Segundo. La fraternidad de Mario es también contraria al cainismo, esa vieja manía española de matarse unos a otros. O, como mínimo, de enterrarse en vida. Daba pudor ver anoche a Pablo Iglesias invocar la fraternidad con el puño cerrado y guiños a la autodeterminación… de los ricos. Grotesca incongruencia, merecida derrota. Debería escuchar a Mario. Como tantos. No sé si es paradójico o simplemente sintomático, en todo caso es curioso y maravillosamente oportuno, que una de las voces más claras y constantes en defensa de la Transición exhiba un ligero acento extranjero. Cito una de las tantas ocasiones en que hemos podido oírlo: «Es una monstruosa injusticia que se descalifique la Transición. Ustedes pasaron de la dictadura a la democracia. Del tercermundismo a la prosperidad. De la división a la civilización». Fíjense en sus palabras: de la división a la civilización. La yuxtaposición no es fortuita: sólo fraternos seremos civilizados.
Finalmente, la fraternidad de Mario es el antídoto a un virus que empieza a extenderse de Europa a España. Y que contamina la actitud de muchos españoles hacia América Latina. Me refiero al racismo. Hay que releer la célebre conferencia que Mario dictó hace 35 años en Cartagena de Indias. Es un texto imponente. Y mantiene plena vigencia. Todavía hay quienes aceptan, o incluso promueven, para sus hermanos iberoamericanos lo que jamás tolerarían para sí mismos. Quienes braman contra un dictador muerto hace 43 años mientras se pasean por La Habana con un tirano en activo. Quienes lloran por los sirios mientras dan oxígeno político a un narco-Estado que ha provocado 4 millones de refugiados. Quienes denuncian la «dramática» pobreza infantil en Madrid mientras celebran los «drásticos avances» democráticos y hasta gastronómicos de Venezuela. Tres comidas al día dijo Errejón que hacen los venezolanos gracias a Maduro. Y se felicitó.

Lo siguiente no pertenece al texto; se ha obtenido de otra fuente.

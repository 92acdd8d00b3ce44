//! Sorted, duplicate-free document id lists and their set algebra.
//!
//! Every operation assumes its inputs are strictly increasing. That is not
//! re-checked: a list built out of order gives sorted but wrong results.

use crate::DocId;
use std::cmp::Ordering;

#[derive(Debug, Clone, Default, PartialEq, Eq)]
pub struct PostingList {
    docs: Vec<DocId>,
}

impl PostingList {
    pub fn new() -> Self {
        Self::default()
    }

    /// `0..n`, the operand of NOT.
    pub fn universe(n: usize) -> Self {
        Self { docs: (0..n).map(|id| id as DocId).collect() }
    }

    /// Insert keeping order, ignoring duplicates. Works in any order.
    pub fn add(&mut self, doc_id: DocId) {
        if self.docs.last().map_or(true, |&last| doc_id > last) {
            self.docs.push(doc_id);
            return;
        }
        if let Err(pos) = self.docs.binary_search(&doc_id) {
            self.docs.insert(pos, doc_id);
        }
    }

    /// Append unless equal to the last id. Only valid when ids arrive in
    /// non-decreasing order; never mix with [`PostingList::add`].
    pub fn add_sorted_unique(&mut self, doc_id: DocId) {
        if self.docs.last() != Some(&doc_id) {
            self.docs.push(doc_id);
        }
    }

    pub fn docs(&self) -> &[DocId] {
        &self.docs
    }

    pub fn iter(&self) -> impl Iterator<Item = DocId> + '_ {
        self.docs.iter().copied()
    }

    pub fn len(&self) -> usize {
        self.docs.len()
    }

    pub fn is_empty(&self) -> bool {
        self.docs.is_empty()
    }

    /// Intersection.
    pub fn and(a: &Self, b: &Self) -> Self {
        let (a, b) = (&a.docs, &b.docs);
        let mut out = Vec::with_capacity(a.len().min(b.len()));
        let (mut i, mut j) = (0, 0);
        while i < a.len() && j < b.len() {
            match a[i].cmp(&b[j]) {
                Ordering::Equal => {
                    out.push(a[i]);
                    i += 1;
                    j += 1;
                }
                Ordering::Less => i += 1,
                Ordering::Greater => j += 1,
            }
        }
        Self { docs: out }
    }

    /// Union.
    pub fn or(a: &Self, b: &Self) -> Self {
        let (a, b) = (&a.docs, &b.docs);
        let mut out = Vec::with_capacity(a.len() + b.len());
        let (mut i, mut j) = (0, 0);
        while i < a.len() && j < b.len() {
            match a[i].cmp(&b[j]) {
                Ordering::Equal => {
                    out.push(a[i]);
                    i += 1;
                    j += 1;
                }
                Ordering::Less => {
                    out.push(a[i]);
                    i += 1;
                }
                Ordering::Greater => {
                    out.push(b[j]);
                    j += 1;
                }
            }
        }
        out.extend_from_slice(&a[i..]);
        out.extend_from_slice(&b[j..]);
        Self { docs: out }
    }

    /// `universe \ a`. Ids of `a` missing from the universe are skipped.
    pub fn not(universe: &Self, a: &Self) -> Self {
        let (u, a) = (&universe.docs, &a.docs);
        let mut out = Vec::with_capacity(u.len());
        let (mut i, mut j) = (0, 0);
        while i < u.len() && j < a.len() {
            match u[i].cmp(&a[j]) {
                Ordering::Equal => {
                    i += 1;
                    j += 1;
                }
                Ordering::Less => {
                    out.push(u[i]);
                    i += 1;
                }
                Ordering::Greater => j += 1,
            }
        }
        out.extend_from_slice(&u[i..]);
        Self { docs: out }
    }
}

/// Sorts and deduplicates, so any id list becomes a valid posting list.
impl From<Vec<DocId>> for PostingList {
    fn from(mut docs: Vec<DocId>) -> Self {
        docs.sort_unstable();
        docs.dedup();
        Self { docs }
    }
}
//! Boolean full-text search over an in-memory document collection.
//!
//! Documents are loaded from a [`DocumentSource`], indexed with
//! [`SearchEngine::build_index`] and queried with [`SearchEngine::search`]
//! using `AND`, `OR`, `NOT`, parentheses and quoted phrases.

pub mod document;
pub mod error;
pub mod export;
pub mod hash_table;
pub mod html;
pub mod index;
pub mod posting;
pub mod query;
pub mod search;
pub mod stemmer;
pub mod tokenizer;

pub type DocId = u32;

pub use document::{Document, DocumentSource, JsonLines, SearchResult, TsvFile};
pub use error::{Error, QueryError, Result};
pub use hash_table::HashTable;
pub use html::Extraction;
pub use index::{BuildOptions, BuildStats, TermData};
pub use posting::PostingList;
pub use search::SearchEngine;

Mario calificó este doble rasero moral como «un racismo visceral» y hoy lo sigue combatiendo, con una paciencia admirable. Su lucha es una actualización de Sarmiento: fraternidad o barbarie. No hay fronteras morales.
Acabo ya. A los liberales se nos suele imputar un cierto egoísmo. Mario es la prueba de que el buen liberalismo es cordial y afable y fraterno. Voy más lejos: Mario demuestra que el liberalismo es el gran aliado de la fraternidad. Sólo quien mira y valora al otro como un individuo, y no como parte de un colectivo étnico, sexual o racial, puede tratarlo como un hermano. Es decir, como un igual.
Libertad. Igualdad. Fraternidad. La Revolución francesa alumbró la figura de Marianne como símbolo de los tres principios que han impulsado la etapa de mayor progreso de la humanidad. Y los mejores 40 años españoles. Marianne: mujer valiente y sensual, con una bandera en la mano y los pechos desnudos. La bandera, símbolo de la nación de ciudadanos; los pechos, de la libertad. Qué coincidencia etimológica tan feliz. En esta España extraña, donde los valores republicanos los encarna un Rey y el feminismo patrocina la censura, resulta que Marianne es un hombre y se llama Mario.